The Net Investment Income Tax is imposed by section 1411 of the Internal Revenue Code. The NIIT applies at a rate of 3.8% to certain net investment income of individuals, estates and trusts that have income above the statutory threshold amounts. In general, investment income includes, but is not limited to: interest, dividends, capital gains, rental and royalty income, non-qualified annuities, income from businesses involved in trading of financial instruments or commodities and businesses that are passive activities to the taxpayer (within the meaning of section 469). To calculate your Net Investment Income, your investment income is reduced by certain expenses properly allocable to the income.
This 3.8% tax is on investment income for “high earners.” The tax which went into effect in 2013 will be dedicated to the Medicare Trust Fund. “High earners” are defined as individuals whose gross income is $200,000 or more, or married couples filing jointly with a combined gross income of $250,000 or more. The tax doesn’t apply to the first $250,000 of unearned income for individual taxpayers (or $500,000 for married couples filing jointly).
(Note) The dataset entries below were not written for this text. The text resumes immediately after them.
//! Elapsed-time clock measured from a fixed anchor instant.
//!
//! The breakdown uses fixed divisors: a year is always 365 days and a month
//! is always 30 days. Each component is taken from the *total* elapsed
//! milliseconds modulo the next-larger unit, so the parts do not cascade
//! the way a calendar difference would. For 400 days this yields
//! `1 year, 1 month, 10 days` (`400 mod 30 = 10`), not `1 year, 1 month,
//! 5 days`. The displayed counter depends on this exact rule; do not
//! replace it with calendar arithmetic.
//!
//! # Design Principles
//!
//! - All arithmetic is checked (no silent overflow).
//! - The anchor is fixed at construction and never changes.
//! - `now` before the anchor is an error, never a negative breakdown.

use chrono::{DateTime, FixedOffset, Local, NaiveDateTime, TimeZone, Utc};
use tribute_types::ElapsedBreakdown;

/// Milliseconds in one second.
pub const MILLIS_PER_SECOND: u64 = 1_000;
/// Milliseconds in one minute.
pub const MILLIS_PER_MINUTE: u64 = 60_000;
/// Milliseconds in one hour.
pub const MILLIS_PER_HOUR: u64 = 3_600_000;
/// Milliseconds in one day.
pub const MILLIS_PER_DAY: u64 = 86_400_000;
/// Milliseconds in one fixed 30-day month.
pub const MILLIS_PER_MONTH: u64 = 2_592_000_000;
/// Milliseconds in one fixed 365-day year.
pub const MILLIS_PER_YEAR: u64 = 31_536_000_000;

/// Errors that can occur during clock operations.
#[derive(Debug, thiserror::Error)]
pub enum ClockError {
    /// The current time precedes the anchor instant.
    #[error("current time is {lead_ms}ms before the anchor instant")]
    BeforeAnchor {
        /// How far before the anchor `now` lies, in milliseconds.
        lead_ms: u64,
    },

    /// An intermediate value does not fit its target type.
    #[error("elapsed time out of range: {reason}")]
    Overflow {
        /// Which value overflowed.
        reason: String,
    },

    /// The anchor's local time is skipped or repeated by a DST transition.
    #[error("anchor {local_time} does not map to a single instant")]
    AmbiguousAnchor {
        /// The configured wall-clock time.
        local_time: NaiveDateTime,
    },

    /// The configured UTC offset is outside +/- 24 hours.
    #[error("invalid UTC offset: {minutes} minutes")]
    InvalidOffset {
        /// The offending offset.
        minutes: i32,
    },
}

/// The fixed reference point all elapsed time is measured from.
#[derive(Debug, Clone, Copy, PartialEq, Eq)]
pub struct AnchorInstant {
    instant: DateTime<Utc>,
}

impl AnchorInstant {
    /// Anchor at an exact UTC instant.
    pub const fn from_utc(instant: DateTime<Utc>) -> Self {
        Self { instant }
    }

    /// Anchor at a wall-clock time in the host's local time zone.
    ///
    /// # Errors
    ///
    /// Returns [`ClockError::AmbiguousAnchor`] if the local time falls in a
    /// DST gap or overlap.
    pub fn from_local(local_time: NaiveDateTime) -> Result<Self, ClockError> {
        Local
            .from_local_datetime(&local_time)
            .single()
            .map(|dt| Self::from_utc(dt.with_timezone(&Utc)))
            .ok_or(ClockError::AmbiguousAnchor { local_time })
    }

    /// Anchor at a wall-clock time with a fixed offset from UTC.
    ///
    /// # Errors
    ///
    /// Returns [`ClockError::InvalidOffset`] if the offset is out of range,
    /// or [`ClockError::Overflow`] if shifting by it leaves chrono's
    /// representable range.
    pub fn from_offset(local_time: NaiveDateTime, offset_minutes: i32) -> Result<Self, ClockError> {
        let offset = offset_minutes
            .checked_mul(60)
            .and_then(FixedOffset::east_opt)
            .ok_or(ClockError::InvalidOffset {
                minutes: offset_minutes,
            })?;
        local_time
            .checked_sub_offset(offset)
            .map(|utc| Self::from_utc(utc.and_utc()))
            .ok_or_else(|| ClockError::Overflow {
                reason: format!("{local_time} shifted by {offset} is out of range"),
            })
    }

    /// The anchor as a UTC instant.
    pub const fn instant(&self) -> DateTime<Utc> {
        self.instant
    }

    /// Whole milliseconds from the anchor to `now`.
    ///
    /// # Errors
    ///
    /// Returns [`ClockError::BeforeAnchor`] if `now` precedes the anchor.
    pub fn elapsed_ms(&self, now: DateTime<Utc>) -> Result<u64, ClockError> {
        let delta = now
            .timestamp_millis()
            .checked_sub(self.instant.timestamp_millis())
            .ok_or_else(|| ClockError::Overflow {
                reason: "timestamp difference exceeds i64".to_owned(),
            })?;
        u64::try_from(delta).map_err(|_err| ClockError::BeforeAnchor {
            lead_ms: delta.unsigned_abs(),
        })
    }
}

/// Split a total elapsed duration into the fixed-divisor breakdown.
///
/// ```text
/// years   = total / year
/// months  = (total % year)   / month
/// days    = (total % month)  / day
/// hours   = (total % day)    / hour
/// minutes = (total % hour)   / minute
/// seconds = (total % minute) / second
/// ```
///
/// # Errors
///
/// Returns [`ClockError::Overflow`] if a component exceeds `u32`. No `u64`
/// input reaches that: `u64::MAX` milliseconds is about 585 million years.
pub fn breakdown(total_ms: u64) -> Result<ElapsedBreakdown, ClockError> {
    // Divisors are non-zero constants; the fallbacks are unreachable.
    let component = |modulus: Option<u64>, unit: u64| -> u64 {
        let within = modulus.map_or(Some(total_ms), |m| total_ms.checked_rem(m));
        within.and_then(|v| v.checked_div(unit)).unwrap_or(0)
    };

    Ok(ElapsedBreakdown {
        years: narrow(component(None, MILLIS_PER_YEAR), "years")?,
        months: narrow(component(Some(MILLIS_PER_YEAR), MILLIS_PER_MONTH), "months")?,
        days: narrow(component(Some(MILLIS_PER_MONTH), MILLIS_PER_DAY), "days")?,
        hours: narrow(component(Some(MILLIS_PER_DAY), MILLIS_PER_HOUR), "hours")?,
        minutes: narrow(component(Some(MILLIS_PER_HOUR), MILLIS_PER_MINUTE), "minutes")?,
        seconds: narrow(component(Some(MILLIS_PER_MINUTE), MILLIS_PER_SECOND), "seconds")?,
    })
}

fn narrow(value: u64, unit: &str) -> Result<u32, ClockError> {
    u32::try_from(value).map_err(|_err| ClockError::Overflow {
        reason: format!("{unit} = {value} exceeds u32"),
    })
}

/// Recomputes the elapsed breakdown against a fixed anchor.
///
/// Driven once per tick interval by the view context. The clock keeps the
/// last good breakdown so a failed tick leaves the display unchanged.
#[derive(Debug, Clone, PartialEq, Eq)]
pub struct ElapsedTimeClock {
    anchor: AnchorInstant,
    latest: ElapsedBreakdown,
    ticks: u64,
}

impl ElapsedTimeClock {
    /// Create a clock measuring from `anchor`. The breakdown starts at zero.
    pub fn new(anchor: AnchorInstant) -> Self {
        Self {
            anchor,
            latest: ElapsedBreakdown::default(),
            ticks: 0,
        }
    }

    /// Recompute the breakdown for `now` and remember it.
    ///
    /// # Errors
    ///
    /// Returns [`ClockError::BeforeAnchor`] if `now` precedes the anchor.
    /// The previous breakdown is kept in that case.
    pub fn tick(&mut self, now: DateTime<Utc>) -> Result<ElapsedBreakdown, ClockError> {
        let total = self.anchor.elapsed_ms(now)?;
        let next = breakdown(total)?;
        self.latest = next;
        self.ticks = self.ticks.saturating_add(1);
        Ok(next)
    }

    /// The anchor this clock measures from.
    pub const fn anchor(&self) -> AnchorInstant {
        self.anchor
    }

    /// The most recent successful breakdown.
    pub const fn latest(&self) -> ElapsedBreakdown {
        self.latest
    }

    /// Number of successful ticks so far.
    pub const fn ticks(&self) -> u64 {
        self.ticks
    }
}

#[cfg(test)]
#[allow(clippy::unwrap_used, clippy::arithmetic_side_effects)]
mod tests {
    use chrono::{Duration, NaiveDate};

    use super::*;

    fn anchor_time() -> NaiveDateTime {
        NaiveDate::from_ymd_opt(2024, 3, 27)
            .unwrap()
            .and_hms_opt(16, 0, 0)
            .unwrap()
    }

    fn make_clock() -> ElapsedTimeClock {
        ElapsedTimeClock::new(AnchorInstant::from_offset(anchor_time(), 0).unwrap())
    }

    fn at(clock: &ElapsedTimeClock, offset: Duration) -> DateTime<Utc> {
        clock.anchor().instant() + offset
    }

    #[test]
    fn one_second_after_anchor() {
        let mut clock = make_clock();
        let now = at(&clock, Duration::seconds(1));
        let b = clock.tick(now).unwrap();
        assert_eq!(
            b,
            ElapsedBreakdown {
                years: 0,
                months: 0,
                days: 0,
                hours: 0,
                minutes: 0,
                seconds: 1,
            }
        );
    }

    #[test]
    fn days_hours_minutes_seconds() {
        let mut clock = make_clock();
        let offset = Duration::days(2)
            + Duration::hours(3)
            + Duration::minutes(4)
            + Duration::seconds(5);
        let b = clock.tick(at(&clock, offset)).unwrap();
        assert_eq!(
            b,
            ElapsedBreakdown {
                years: 0,
                months: 0,
                days: 2,
                hours: 3,
                minutes: 4,
                seconds: 5,
            }
        );
    }

    #[test]
    fn four_hundred_days_uses_fixed_divisors() {
        let mut clock = make_clock();
        let b = clock.tick(at(&clock, Duration::days(400))).unwrap();
        assert_eq!(b.years, 1);
        // (400 % 365) / 30 = 35 / 30 = 1
        assert_eq!(b.months, 1);
        // 400 % 30 = 10, taken from the total rather than the year remainder.
        assert_eq!(b.days, 10);
        assert_eq!((b.hours, b.minutes, b.seconds), (0, 0, 0));
    }

    #[test]
    fn exactly_one_fixed_year_leaves_five_days() {
        let b = breakdown(MILLIS_PER_YEAR).unwrap();
        assert_eq!(b.years, 1);
        assert_eq!(b.months, 0);
        // 365 % 30 = 5
        assert_eq!(b.days, 5);
    }

    #[test]
    fn sub_second_remainder_is_truncated() {
        let b = breakdown(59_999).unwrap();
        assert_eq!(b.seconds, 59);
        assert_eq!(b.minutes, 0);
    }

    #[test]
    fn zero_elapsed_at_anchor() {
        let mut clock = make_clock();
        let now = clock.anchor().instant();
        assert_eq!(clock.tick(now).unwrap(), ElapsedBreakdown::default());
    }

    #[test]
    fn before_anchor_is_an_error() {
        let mut clock = make_clock();
        let now = at(&clock, -Duration::milliseconds(1_500));
        let err = clock.tick(now).unwrap_err();
        assert!(matches!(err, ClockError::BeforeAnchor { lead_ms: 1_500 }));
    }

    #[test]
    fn failed_tick_keeps_previous_breakdown() {
        let mut clock = make_clock();
        let good = clock.tick(at(&clock, Duration::minutes(3))).unwrap();
        assert!(clock.tick(at(&clock, -Duration::seconds(1))).is_err());
        assert_eq!(clock.latest(), good);
        assert_eq!(clock.ticks(), 1);
    }

    #[test]
    fn offset_shifts_the_anchor() {
        let utc = AnchorInstant::from_offset(anchor_time(), 0).unwrap();
        let brt = AnchorInstant::from_offset(anchor_time(), -180).unwrap();
        // 16:00 at UTC-3 is 19:00 UTC.
        assert_eq!(brt.instant() - utc.instant(), Duration::hours(3));
    }

    #[test]
    fn offset_out_of_range_is_rejected() {
        let err = AnchorInstant::from_offset(anchor_time(), 24 * 60).unwrap_err();
        assert!(matches!(err, ClockError::InvalidOffset { minutes: 1440 }));
    }

    #[test]
    fn offset_past_representable_range_overflows() {
        let err = AnchorInstant::from_offset(NaiveDateTime::MIN, 60).unwrap_err();
        assert!(matches!(err, ClockError::Overflow { .. }));
    }

    #[test]
    fn largest_duration_breaks_down_without_overflow() {
        let b = breakdown(u64::MAX).unwrap();
        assert_eq!(u64::from(b.years), u64::MAX / MILLIS_PER_YEAR);
        assert!(b.months < 13);
        assert!(b.days < 30);
        assert!(b.hours < 24);
        assert!(b.minutes < 60);
        assert!(b.seconds < 60);
    }

    #[test]
    fn local_anchor_resolves() {
        assert!(AnchorInstant::from_local(anchor_time()).is_ok());
    }
}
While this Medicare tax will be applied to households with an adjusted gross income of $200,000 or more for individuals, or $250,000 or more for married couples, it typically won’t include capital gains resulting from the sale of a home, providing that home is a primary residence and not a vacation or rental home. The capital gains tax exclusion rule for sales of a primary home — $250,000 for individuals and $500,000 for couples — will remain. Given that most taxpayers make less than $200,000 per year and most home sales don’t clear profits exceeding $200,000, the vast majority of Americans won’t be subject to this tax.
But, for real estate agents that represent high earners knowing about this tax can help you advise your clients accordingly. When a home is sold (that is used for investment purposes), profits over the first $500,000 are subject to a capital gains tax those profits also include an additional 3.8 percent tax that helps fund Obamacare.The National Association of Realtors posted a “myth buster” kind of document on its website to refute the misidentification about the additional tax, although the bill does impose the 3.8 percent tax on high-income taxpayers.
For example, June purchased an investment property for $900,000. During her period of ownership, she takes $230,000 in depreciation deductions. She has made some improvements to the property. At the time of sale, her adjusted basis in the property in $760,000. She subsequently sells the property for $1.2 million. In the year of sale, she is single and reports self-employment income of $315,000. June will owe an additional $25,460 in taxes (3.8% of $670,000 capital gain).